(Information shown begins)
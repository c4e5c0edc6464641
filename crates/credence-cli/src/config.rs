//! Configuration management for the CLI.
//!
//! The configuration lives in `~/.credence/config.toml` unless `--config`
//! points elsewhere. Every section is optional:
//!
//! ```toml
//! [settings]
//! color = true
//! format = "table"
//! database = "/home/me/.credence/claims.db"
//!
//! [curve]
//! bucket_count = 10
//!
//! [smooth_ece]
//! kernel = "gaussian"
//! num_eval_points = 100
//!
//! [propagation]
//! max_depth = 10
//! materialize_defeaters = true
//! base_reduction = 0.3
//! depth_decay = 0.5
//! ```

use crate::error::{CliError, Result};
use credence_calibration::{CurveOptions, SmoothEceOptions};
use credence_defeat::PropagationConfig;
use serde::{Deserialize, Serialize};
use std::fs;
use std::path::{Path, PathBuf};

/// CLI configuration.
#[derive(Debug, Clone, Default, PartialEq, Serialize, Deserialize)]
pub struct Config {
    /// Global settings
    #[serde(default)]
    pub settings: Settings,

    /// Calibration curve options
    #[serde(default)]
    pub curve: CurveOptions,

    /// Smoothed ECE options
    #[serde(default)]
    pub smooth_ece: SmoothEceOptions,

    /// Defeat propagation options
    #[serde(default)]
    pub propagation: PropagationConfig,
}

/// Global CLI settings.
#[derive(Debug, Clone, PartialEq, Serialize, Deserialize)]
pub struct Settings {
    /// Enable colored output
    #[serde(default = "default_true")]
    pub color: bool,

    /// Default output format
    #[serde(default = "default_format")]
    pub format: OutputFormat,

    /// Claim database; `~/.credence/claims.db` when unset
    #[serde(default, skip_serializing_if = "Option::is_none")]
    pub database: Option<PathBuf>,
}

/// Output format.
#[derive(Debug, Clone, Copy, PartialEq, Eq, Serialize, Deserialize)]
#[serde(rename_all = "lowercase")]
pub enum OutputFormat {
    /// Table format
    Table,
    /// JSON format
    Json,
    /// Quiet (minimal) format
    Quiet,
}

impl Config {
    /// Directory holding the default configuration and database.
    pub fn home() -> Result<PathBuf> {
        let home = dirs::home_dir().ok_or_else(|| CliError::Config("Could not find home directory".into()))?;
        Ok(home.join(".credence"))
    }

    /// Get the default configuration file path.
    pub fn default_path() -> Result<PathBuf> {
        Ok(Self::home()?.join("config.toml"))
    }

    /// Load configuration.
    ///
    /// An explicit path must exist; the default path falls back to defaults
    /// when missing.
    pub fn load(path: Option<&Path>) -> Result<Self> {
        let (path, explicit) = match path {
            Some(p) => (p.to_path_buf(), true),
            None => (Self::default_path()?, false),
        };

        if path.exists() {
            let contents = fs::read_to_string(&path)?;
            let config: Config = toml::from_str(&contents).map_err(|source| CliError::ConfigParse {
                path: path.clone(),
                source,
            })?;
            config.validate()?;
            tracing::debug!(path = %path.display(), "Loaded configuration");
            Ok(config)
        } else if explicit {
            Err(CliError::Config(format!("Config file '{}' does not exist", path.display())))
        } else {
            Ok(Self::default())
        }
    }

    /// Save configuration to `path`.
    pub fn save(&self, path: &Path) -> Result<()> {
        // Create parent directory if it doesn't exist
        if let Some(parent) = path.parent() {
            fs::create_dir_all(parent)?;
        }

        let contents = toml::to_string_pretty(self)
            .map_err(|e| CliError::Config(format!("Failed to serialize config: {}", e)))?;
        fs::write(path, contents)?;
        Ok(())
    }

    /// Check every section.
    pub fn validate(&self) -> Result<()> {
        self.curve.validate()?;
        self.smooth_ece.validate()?;
        self.propagation.validate()?;
        Ok(())
    }

    /// Claim database path.
    pub fn database_path(&self) -> Result<PathBuf> {
        match &self.settings.database {
            Some(path) => Ok(path.clone()),
            None => Ok(Self::home()?.join("claims.db")),
        }
    }
}

impl Default for Settings {
    fn default() -> Self {
        Self {
            color: true,
            format: OutputFormat::Table,
            database: None,
        }
    }
}

fn default_true() -> bool {
    true
}

fn default_format() -> OutputFormat {
    OutputFormat::Table
}

#[cfg(test)]
mod tests {
    use super::*;
    use credence_calibration::KernelType;
    use tempfile::TempDir;

    #[test]
    fn test_default_config() {
        let config = Config::default();
        assert!(config.settings.color);
        assert_eq!(config.settings.format, OutputFormat::Table);
        assert_eq!(config.curve.bucket_count, 10);
        assert_eq!(config.propagation.max_depth, 10);
        assert!(config.validate().is_ok());
    }

    #[test]
    fn test_partial_file() {
        let config: Config = toml::from_str(
            r#"
            [settings]
            format = "json"

            [smooth_ece]
            kernel = "epanechnikov"
            "#,
        )
        .unwrap();

        assert_eq!(config.settings.format, OutputFormat::Json);
        assert!(config.settings.color);
        assert_eq!(config.smooth_ece.kernel, KernelType::Epanechnikov);
        assert_eq!(config.propagation, PropagationConfig::default());
    }

    #[test]
    fn test_partial_sections() {
        let config: Config = toml::from_str(
            r#"
            [curve]

            [propagation]
            max_depth = 3
            "#,
        )
        .unwrap();

        assert_eq!(config.curve, CurveOptions::default());
        assert_eq!(config.propagation.max_depth, 3);
        assert!(config.propagation.materialize_defeaters);
        assert_eq!(config.propagation.base_reduction, PropagationConfig::default().base_reduction);
        assert!(config.validate().is_ok());
    }

    #[test]
    fn test_save_and_load() {
        let dir = TempDir::new().unwrap();
        let path = dir.path().join("nested").join("config.toml");

        let mut config = Config::default();
        config.settings.database = Some(dir.path().join("claims.db"));
        config.propagation = PropagationConfig::shallow();
        config.save(&path).unwrap();

        let loaded = Config::load(Some(&path)).unwrap();
        assert_eq!(loaded, config);
        assert_eq!(loaded.database_path().unwrap(), dir.path().join("claims.db"));
    }

    #[test]
    fn test_missing_explicit_path() {
        let dir = TempDir::new().unwrap();
        let result = Config::load(Some(&dir.path().join("absent.toml")));
        assert!(matches!(result, Err(CliError::Config(_))));
    }

    #[test]
    fn test_invalid_section_rejected() {
        let dir = TempDir::new().unwrap();
        let path = dir.path().join("config.toml");
        fs::write(&path, "[curve]\nbucket_count = 0\n").unwrap();
        assert!(matches!(Config::load(Some(&path)), Err(CliError::Calibration(_))));
    }

    #[test]
    fn test_malformed_file_names_path() {
        let dir = TempDir::new().unwrap();
        let path = dir.path().join("config.toml");
        fs::write(&path, "[propagation]\nmax_depth = \"deep\"\n").unwrap();

        let err = Config::load(Some(&path)).unwrap_err();
        assert!(matches!(&err, CliError::ConfigParse { path: p, .. } if p == &path));
        assert!(err.to_string().contains("config.toml"));
    }
}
(Information shown ends)
> [Your objective]:
Look at each line above and note whether it holds the word "impl". Report how many do, as the number only.

> [Answer to this problem]:
2